You can see other echos of NAT in today's slow adoption of IPv6... Since lots
of software thinks it can safely run on a LAN without you caring about it,
lots of systems (even Linux environments) start up with that in mind (even if
only subtly, by listening on all interfaces instead of just localhost), and
that fosters the fear of dropping that NAT firewall, which is the obstacle to
decentralized (and truly competitive) services.

Edit: A recent comment showing the mindset I'm talking about above:
[https://news.ycombinator.com/item?id=9983056](https://news.ycombinator.com/item?id=9983056)

------
padelt
I find it so painful to see people rediscovering the same problems again and
again. Not that I blame anyone individually, yet it holds us all back.

Way back then, when your online connection was flaky, expensive and ~5-50kbps,
the first online-only apps where greeted with "but.. but.. what if offline?"

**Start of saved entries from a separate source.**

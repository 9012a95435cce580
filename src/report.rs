//! Computes, once, everything the reports say about a collection of named
//! sets: per-set summaries, every pairwise comparison, the Jaccard matrix, a
//! similarity ranking, element frequencies and overall statistics. The
//! `render` module only formats an `Analysis`; it never computes.
use chrono::{DateTime, Local};
use fxhash::FxBuildHasher;
use indexmap::IndexMap;

use crate::algebra::{IdentityCheck, Relation, SetOp};
use crate::typed::{SetKind, Summary, TypedSet};

/// How many entries `Analysis::most_shared` returns at most
pub const MOST_SHARED: usize = 10;

/// `|A ∩ B| / |A ∪ B|`, or 0 when both sets are empty
#[must_use]
pub fn jaccard(a: &TypedSet, b: &TypedSet) -> f64 {
    let union = a.combine(SetOp::Union, b).len();
    if union == 0 {
        return 0.0;
    }
    a.combine(SetOp::Intersection, b).len() as f64 / union as f64
}

/// `2|A ∩ B| / (|A| + |B|)`, or 0 when both sets are empty
#[must_use]
pub fn dice(a: &TypedSet, b: &TypedSet) -> f64 {
    let sizes = a.len() + b.len();
    if sizes == 0 {
        return 0.0;
    }
    2.0 * a.combine(SetOp::Intersection, b).len() as f64 / sizes as f64
}

/// Coarse reading of a Jaccard index
#[derive(PartialEq, Eq, Debug, Clone, Copy, PartialOrd, Ord)]
pub enum Similarity {
    /// Below 0.1
    VeryLow,
    /// Below 0.3
    Low,
    /// Below 0.6
    Moderate,
    /// Below 0.8
    High,
    /// 0.8 and above
    VeryHigh,
}

impl Similarity {
    /// The bucket `jaccard` falls in
    #[must_use]
    pub fn of(jaccard: f64) -> Similarity {
        if jaccard < 0.1 {
            Similarity::VeryLow
        } else if jaccard < 0.3 {
            Similarity::Low
        } else if jaccard < 0.6 {
            Similarity::Moderate
        } else if jaccard < 0.8 {
            Similarity::High
        } else {
            Similarity::VeryHigh
        }
    }

    /// Words for the bucket
    #[must_use]
    pub fn label(self) -> &'static str {
        match self {
            Similarity::VeryLow => "very low similarity",
            Similarity::Low => "low similarity",
            Similarity::Moderate => "moderate similarity",
            Similarity::High => "high similarity",
            Similarity::VeryHigh => "very high similarity",
        }
    }
}

/// What the reports show about a single set
#[derive(Debug, Clone, PartialEq)]
pub struct SetSummary {
    /// Its name
    pub name: String,
    /// Its kind
    pub kind: SetKind,
    /// The elements, rendered, in canonical order
    pub elements: Vec<String>,
    /// Smallest element
    pub first: Option<String>,
    /// Largest element
    pub last: Option<String>,
    /// Kind specific statistics
    pub summary: Summary,
}

impl SetSummary {
    /// Cardinality
    #[must_use]
    pub fn size(&self) -> usize {
        self.elements.len()
    }
}

/// Everything computed for one pair of sets. `left` and `right` index
/// `Analysis::sets`, and `left < right`.
#[derive(Debug, Clone, PartialEq)]
pub struct PairReport {
    /// Index of the first set
    pub left: usize,
    /// Index of the second set
    pub right: usize,
    /// `|A ∪ B|`
    pub union: usize,
    /// `|A ∩ B|`
    pub intersection: usize,
    /// `|A − B|`
    pub left_only: usize,
    /// `|B − A|`
    pub right_only: usize,
    /// `|A △ B|`
    pub symmetric_difference: usize,
    /// Jaccard index
    pub jaccard: f64,
    /// Dice coefficient
    pub dice: f64,
    /// How A stands to B
    pub relation: Relation,
    /// `|A ∪ B|` counted, against `|A| + |B| − |A ∩ B|`
    pub identity: IdentityCheck,
}

impl PairReport {
    fn of(left: usize, a: &TypedSet, right: usize, b: &TypedSet) -> PairReport {
        let size = |op| a.combine(op, b).len();
        let union = size(SetOp::Union);
        let intersection = size(SetOp::Intersection);
        PairReport {
            left,
            right,
            union,
            intersection,
            left_only: size(SetOp::Difference),
            right_only: b.combine(SetOp::Difference, a).len(),
            symmetric_difference: size(SetOp::SymmetricDifference),
            jaccard: jaccard(a, b),
            dice: dice(a, b),
            relation: a.relation(b),
            identity: IdentityCheck {
                lhs: union as u64,
                rhs: (a.len() + b.len() - intersection) as u64,
            },
        }
    }

    /// Is A contained in B?
    #[must_use]
    pub fn left_in_right(&self) -> bool {
        self.left_only == 0
    }

    /// Is B contained in A?
    #[must_use]
    pub fn right_in_left(&self) -> bool {
        self.right_only == 0
    }
}

/// An element and the number of sets it appears in
#[derive(Debug, Clone, PartialEq, Eq)]
pub struct Frequency {
    /// The rendered element
    pub element: String,
    /// In how many sets it appears
    pub sets: usize,
}

/// Figures about the collection as a whole
#[derive(Debug, Clone, PartialEq)]
pub struct Statistics {
    /// Sum of all cardinalities
    pub total_elements: usize,
    /// Size of the union of all sets
    pub distinct_elements: usize,
    /// Mean cardinality
    pub mean_size: f64,
    /// Largest cardinality
    pub largest: usize,
    /// Smallest cardinality
    pub smallest: usize,
    /// `(size, number of sets of that size)`, by size
    pub size_distribution: Vec<(usize, usize)>,
    /// Mean Jaccard index over all pairs; `None` with fewer than two sets
    pub mean_jaccard: Option<f64>,
}

impl Statistics {
    /// `largest - smallest`
    #[must_use]
    pub fn spread(&self) -> usize {
        self.largest - self.smallest
    }
}

/// The computed results every report is rendered from
#[derive(Debug, Clone, PartialEq)]
pub struct Analysis {
    /// When the analysis was made
    pub generated: DateTime<Local>,
    /// The sets, in the order given
    pub sets: Vec<SetSummary>,
    /// `matrix[i][j]` is the Jaccard index of sets `i` and `j`
    pub matrix: Vec<Vec<f64>>,
    /// Every pair `i < j`, in enumeration order
    pub pairs: Vec<PairReport>,
    /// Indexes into `pairs`, most similar first. Ties keep enumeration order.
    pub ranking: Vec<usize>,
    /// Every element, most widespread first. Ties keep first-seen order.
    pub frequencies: Vec<Frequency>,
    /// Collection-wide figures
    pub statistics: Statistics,
}

impl Analysis {
    /// Analyses `sets` in the order given
    pub fn compute<'a>(
        sets: impl IntoIterator<Item = (&'a str, &'a TypedSet)>,
        generated: DateTime<Local>,
    ) -> Analysis {
        let sets: Vec<(&str, &TypedSet)> = sets.into_iter().collect();

        let matrix: Vec<Vec<f64>> =
            sets.iter().map(|(_, a)| sets.iter().map(|(_, b)| jaccard(a, b)).collect()).collect();

        let mut pairs = Vec::new();
        for (i, (_, a)) in sets.iter().enumerate() {
            for (j, (_, b)) in sets.iter().enumerate().skip(i + 1) {
                pairs.push(PairReport::of(i, a, j, b));
            }
        }
        let mut ranking: Vec<usize> = (0..pairs.len()).collect();
        ranking.sort_by(|&x, &y| pairs[y].jaccard.total_cmp(&pairs[x].jaccard));

        let mut counts: IndexMap<String, usize, FxBuildHasher> = IndexMap::default();
        for (_, set) in &sets {
            for element in set.rendered() {
                *counts.entry(element).or_insert(0) += 1;
            }
        }
        let mut frequencies: Vec<Frequency> =
            counts.into_iter().map(|(element, sets)| Frequency { element, sets }).collect();
        frequencies.sort_by(|x, y| y.sets.cmp(&x.sets));

        let sizes: Vec<usize> = sets.iter().map(|(_, set)| set.len()).collect();
        let mut size_distribution: IndexMap<usize, usize, FxBuildHasher> = IndexMap::default();
        for &size in &sizes {
            *size_distribution.entry(size).or_insert(0) += 1;
        }
        size_distribution.sort_keys();
        let total_elements: usize = sizes.iter().sum();
        let statistics = Statistics {
            total_elements,
            distinct_elements: frequencies.len(),
            mean_size: if sizes.is_empty() { 0.0 } else { total_elements as f64 / sizes.len() as f64 },
            largest: sizes.iter().copied().max().unwrap_or(0),
            smallest: sizes.iter().copied().min().unwrap_or(0),
            size_distribution: size_distribution.into_iter().collect(),
            mean_jaccard: if pairs.is_empty() {
                None
            } else {
                Some(pairs.iter().map(|p| p.jaccard).sum::<f64>() / pairs.len() as f64)
            },
        };

        let sets = sets
            .into_iter()
            .map(|(name, set)| SetSummary {
                name: name.to_owned(),
                kind: set.kind(),
                elements: set.rendered(),
                first: set.first(),
                last: set.last(),
                summary: set.summary(),
            })
            .collect();
        tracing::debug!(pairs = pairs.len(), elements = frequencies.len(), "analysis computed");
        Analysis { generated, sets, matrix, pairs, ranking, frequencies, statistics }
    }

    /// The pairs, most similar first
    pub fn ranked(&self) -> impl Iterator<Item = &PairReport> {
        self.ranking.iter().map(|&i| &self.pairs[i])
    }

    /// Elements found in exactly one set
    pub fn unique(&self) -> impl Iterator<Item = &Frequency> {
        self.frequencies.iter().filter(|f| f.sets == 1)
    }

    /// The most widespread elements, at most `MOST_SHARED` of them
    #[must_use]
    pub fn most_shared(&self) -> &[Frequency] {
        &self.frequencies[..self.frequencies.len().min(MOST_SHARED)]
    }

    /// The names of the two sets of a pair
    #[must_use]
    pub fn names(&self, pair: &PairReport) -> (&str, &str) {
        (&self.sets[pair.left].name, &self.sets[pair.right].name)
    }
}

Next thing I know: The iPhone mandates internet access and steam rolls
everything into online-first/only mode for the average user. Business models
based on that make sense, the industry follows. Privacy concerns are swept
away. Control is taken away from the user to the service. Data
governance/ownership is on its head. Synchronization is hard, marketing is
easier. Decentralization is written off as anarchic geek fantasies.
Interoperability does not fit business needs. Open protocols become data
islands.

Are we actually about to come back to "but.. but.. what if offline?". I hope
so. And how about reversing some of the problems we introduced earlier while
we are at it? Privacy, decentralized services, interoperability.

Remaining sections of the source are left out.